The data above suggests to me that some configurations could have some
issues, so I charted it out:
Single Disk Storage
Number of disks: Tuners Maximum Concurrent Recording Capablility
Single-Disk (SATA1) 1 Can record 1 transport stream (38.8 MB/s
Maximum data transfer possible. )
Single-Disk (SATA1) 2 Can record 2 transport streams (77.6
MB/s Maximum data transfer possible.)
^** This has potential to over-run the disk IO write capability **
Single-Disk (SATA1) 3 Can record 3 transport streams (116.4
MB/s Maximum data transfer possible.)
^** This has potential to over-run the disk IO write capability **
Single-Disk (SATA1) 4 Can record 4 transport streams (155.2
MB/s Maximum data transfer possible.)
^** This has potential to over-run the disk IO write capability **
Single-Disk (SATA2) 1 Can record 1 transport stream (38.8 MB/s
Maximum data transfer possible. )
Single-Disk (SATA2) 2 Can record 2 transport streams (77.6
MB/s Maximum data transfer possible. )
Single-Disk (SATA2) 3 Can record 3 transport streams (116.4
MB/s Maximum data transfer possible. )
Single-Disk (SATA2) 4 Can record 4 transport streams (155.2
MB/s Maximum data transfer possible. )
^** This has potential to over-run the disk IO write capability **
Multiple Disk Storage (Balancing the Recording Activity Based on IO)
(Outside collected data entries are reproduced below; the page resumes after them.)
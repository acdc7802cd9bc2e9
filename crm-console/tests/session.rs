use std::sync::atomic::{AtomicBool, Ordering};
use std::sync::Arc;
use std::time::Duration;

use async_trait::async_trait;
use crm_config::{ConfigBackend, ConfigError, Configuration, MemoryBackend};
use crm_console::{ConsoleError, ConsoleSession, ConsoleSettings, Editor, NoticeLevel};
use crm_layout::{PageView, Slot};
use serde_json::json;
use tempfile::TempDir;
use wiremock::matchers::{method, path};
use wiremock::{Mock, MockServer, ResponseTemplate};

/// Memory backend whose saves can be made to fail or stall.
#[derive(Default)]
struct SwitchableBackend {
    inner: MemoryBackend,
    failing: AtomicBool,
    slow: AtomicBool,
}

#[async_trait]
impl ConfigBackend for SwitchableBackend {
    async fn load(&self) -> crm_config::Result<Option<Configuration>> {
        self.inner.load().await
    }

    async fn save(&self, config: &Configuration) -> crm_config::Result<()> {
        if self.slow.load(Ordering::SeqCst) {
            tokio::time::sleep(Duration::from_millis(50)).await;
        }
        if self.failing.load(Ordering::SeqCst) {
            return Err(ConfigError::persistence("backend offline"));
        }
        self.inner.save(config).await
    }
}

fn settings(api_url: &str) -> ConsoleSettings {
    ConsoleSettings {
        api_url: api_url.to_string(),
        save_retries: 1,
        retry_backoff_ms: 1,
        ..ConsoleSettings::default()
    }
}

async fn session_with(backend: Arc<SwitchableBackend>) -> ConsoleSession {
    ConsoleSession::with_backend(settings("http://127.0.0.1:9/api"), backend)
        .await
        .unwrap()
}

async fn fill_field(session: &ConsoleSession, name: &str) {
    let manager = session.field_manager();
    manager.open_add().await;
    manager.set_input("entity", "customer").await.unwrap();
    manager.set_input("name", name).await.unwrap();
    manager.set_input("label", "Industry").await.unwrap();
}

#[test_log::test(tokio::test)]
async fn dashboard_renders_default_widgets_with_backend_data() {
    let server = MockServer::start().await;
    Mock::given(method("GET"))
        .and(path("/api/customers"))
        .respond_with(ResponseTemplate::new(200).set_body_json(json!([{"id": 1, "name": "Acme"}])))
        .mount(&server)
        .await;
    Mock::given(method("GET"))
        .and(path("/api/quotes"))
        .respond_with(ResponseTemplate::new(200).set_body_json(json!([
            {"id": 5, "customerId": 1, "quoteDate": "2026-10-01", "totalAmount": 120}
        ])))
        .mount(&server)
        .await;

    let session = ConsoleSession::start(settings(&format!("{}/api", server.uri())))
        .await
        .unwrap();
    let view = session.render_page("dashboard").await;
    let ids: Vec<_> = view.slots().iter().map(Slot::id).collect();
    assert_eq!(ids, vec!["CustomerStats", "RecentQuotes", "SalesChart"]);
    assert!(view.slots().iter().all(Slot::is_mounted));
    assert!(session.notices().pending().await.is_empty());
}

#[test_log::test(tokio::test)]
async fn backend_outage_degrades_to_empty_widgets_and_notice() {
    let server = MockServer::start().await;
    Mock::given(method("GET"))
        .respond_with(ResponseTemplate::new(500).set_body_string("down"))
        .mount(&server)
        .await;

    let session = ConsoleSession::start(settings(&format!("{}/api", server.uri())))
        .await
        .unwrap();
    let view = session.render_page("dashboard").await;
    assert_eq!(view.slots().len(), 3);

    let notices = session.notices().pending().await;
    assert_eq!(notices.len(), 1);
    assert_eq!(notices[0].level, NoticeLevel::Error);
}

#[test_log::test(tokio::test)]
async fn failed_save_keeps_draft_and_raises_notice() {
    let backend = Arc::new(SwitchableBackend::default());
    let session = session_with(backend.clone()).await;
    fill_field(&session, "customer_industry").await;

    backend.failing.store(true, Ordering::SeqCst);
    let err = session.field_manager().submit().await.unwrap_err();
    assert!(err.is_retryable());

    let manager = session.field_manager();
    assert_eq!(manager.editor().await, Editor::Adding);
    assert_eq!(manager.draft().await.name, "customer_industry");
    assert!(session.config().custom_fields.is_empty());
    let notices = session.notices().pending().await;
    assert_eq!(
        notices[0].message,
        "Failed to add custom field. Please try again."
    );

    backend.failing.store(false, Ordering::SeqCst);
    let def = manager.submit().await.unwrap().unwrap();
    assert_eq!(def.name, "customer_industry");
    assert_eq!(session.config().custom_fields.len(), 1);
}

#[test_log::test(tokio::test)]
async fn second_submit_while_in_flight_is_busy() {
    let backend = Arc::new(SwitchableBackend::default());
    let session = session_with(backend.clone()).await;
    fill_field(&session, "customer_industry").await;
    backend.slow.store(true, Ordering::SeqCst);

    let manager = session.field_manager();
    let (first, second) = tokio::join!(manager.submit(), manager.submit());
    assert!(first.unwrap().is_some());
    assert!(matches!(second, Err(ConsoleError::Busy)));
    assert!(!manager.is_submitting());
    assert_eq!(session.config().custom_fields.len(), 1);
}

#[test_log::test(tokio::test)]
async fn page_builder_save_raises_notices() {
    let backend = Arc::new(SwitchableBackend::default());
    let session = session_with(backend.clone()).await;

    let mut builder = session.page_builder("dashboard");
    builder.add("QuickActions", None).unwrap();
    session.save_layout(&mut builder).await.unwrap();
    assert_eq!(
        session.notices().pending().await[0].message,
        "Layout saved successfully!"
    );

    builder.remove("QuickActions").unwrap();
    backend.failing.store(true, Ordering::SeqCst);
    assert!(session.save_layout(&mut builder).await.is_err());
    assert!(builder.can_save());
    assert_eq!(
        session.notices().pending().await[1].message,
        "Error saving layout. Please try again."
    );
}

#[test_log::test(tokio::test)]
async fn file_backed_sessions_share_configuration() {
    let tmp = TempDir::new().unwrap();
    let mut settings = settings("http://127.0.0.1:9/api");
    settings.config_path = Some(tmp.path().join("console.yaml"));

    let session = ConsoleSession::start(settings.clone()).await.unwrap();
    fill_field(&session, "customer_industry").await;
    session.field_manager().submit().await.unwrap();
    session.shutdown();

    let reopened = ConsoleSession::start(settings).await.unwrap();
    let fields = reopened.store().list_custom_fields(Some("customer"));
    assert_eq!(fields.len(), 1);
    assert_eq!(fields[0].name, "customer_industry");
}

#[test_log::test(tokio::test)]
async fn writes_fail_after_shutdown() {
    let session = session_with(Arc::new(SwitchableBackend::default())).await;
    session.shutdown();
    fill_field(&session, "late_field").await;
    let err = session.field_manager().submit().await.unwrap_err();
    assert!(matches!(err, ConsoleError::Config(ConfigError::Closed)));
}

#[test_log::test(tokio::test)]
async fn forms_pick_up_custom_fields() {
    let session = session_with(Arc::new(SwitchableBackend::default())).await;
    fill_field(&session, "customer_industry").await;
    session.field_manager().submit().await.unwrap();

    let form = session.form("Customer", Vec::new(), serde_json::Map::new());
    assert_eq!(form.custom_fields().len(), 1);
    assert_eq!(form.value("customer_industry"), Some(&json!("")));
}

#[test_log::test(tokio::test)]
async fn navigation_updates_sidebar() {
    let session = session_with(Arc::new(SwitchableBackend::default())).await;
    let route = session.navigate("/customers/42").await.unwrap();
    assert_eq!(route.param("id"), Some("42"));

    let sidebar = session.sidebar().await;
    assert_eq!(sidebar.title, "CRM System");
    let active: Vec<_> = sidebar.items.iter().filter(|i| i.active).collect();
    assert_eq!(active.len(), 1);
    assert_eq!(active[0].label, "Customers");

    assert!(session.navigate("/nowhere").await.is_none());
    let sidebar = session.sidebar().await;
    assert!(sidebar.items.iter().any(|i| i.active && i.label == "Customers"));
}

#[test_log::test(tokio::test)]
async fn empty_dashboard_shows_hint() {
    let session = session_with(Arc::new(SwitchableBackend::default())).await;
    session
        .store()
        .update_layout("dashboard", crm_config::PageLayout::default())
        .await
        .unwrap();
    let view = session.render_page("dashboard").await;
    assert!(matches!(view, PageView::Empty { hint: Some(_), .. }));
}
Number of disks: Tuners Maximum Concurrent Recording Capablility
Double-Disk (SATA1) 1 Can record 1 transport stream (38.8 MB/s
Maximum data transfer possible. )
Double-Disk (SATA1) 2 Can record 2 transport streams (77.6
MB/s Maximum data transfer possible.)
Double-Disk (SATA1) 3 Can record 3 transport streams (116.4
MB/s Maximum data transfer possible.)
Double-Disk (SATA1) 4 Can record 4 transport streams (155.2
MB/s Maximum data transfer possible.)
^** This has potential to over-run the disk IO write capability **
Double-Disk (SATA1) 5 Can record 5 transport streams (194 MB/s
Maximum data transfer possible.)
^** This has potential to over-run the disk IO write capability **
Double-Disk (SATA1) 6 Can record 6 transport streams (232.8
MB/s Maximum data transfer possible.)
^** This has potential to over-run the disk IO write capability **
Double-Disk (SATA1) 7 Can record 7 transport streams (271.6
MB/s Maximum data transfer possible.)
^** This has potential to over-run the disk IO write capability **
Double-Disk (SATA1) 8 Can record 8 transport streams (310.4
MB/s Maximum data transfer possible.)
^** This has potential to over-run the disk IO write capability **
Double-Disk (SATA2) 1 Can record 1 transport stream (38.8 MB/s
Maximum data transfer possible. )
Double-Disk (SATA2) 2 Can record 2 transport streams (77.6
MB/s Maximum data transfer possible. )
Double-Disk (SATA2) 3 Can record 3 transport streams (116.4
MB/s Maximum data transfer possible. )
Double-Disk (SATA2) 4 Can record 4 transport streams (155.2
MB/s Maximum data transfer possible. )
Double-Disk (SATA2) 5 Can record 5 transport streams (194 MB/s
Maximum data transfer possible.)
Double-Disk (SATA2) 6 Can record 6 transport streams (232.8
MB/s Maximum data transfer possible.)
Double-Disk (SATA2) 7 Can record 7 transport streams (271.6
MB/s Maximum data transfer possible.)
^** This has potential to over-run the disk IO write capability **
Double-Disk (SATA2) 8 Can record 8 transport streams (310.4
MB/s Maximum data transfer possible.)
^** This has potential to over-run the disk IO write capability **
I am ignoring the ring buffer, because I am not sure it would be
reliable if the amount of incoming data exceeds the amount of data the
disk(s) can record for a sustained period of time.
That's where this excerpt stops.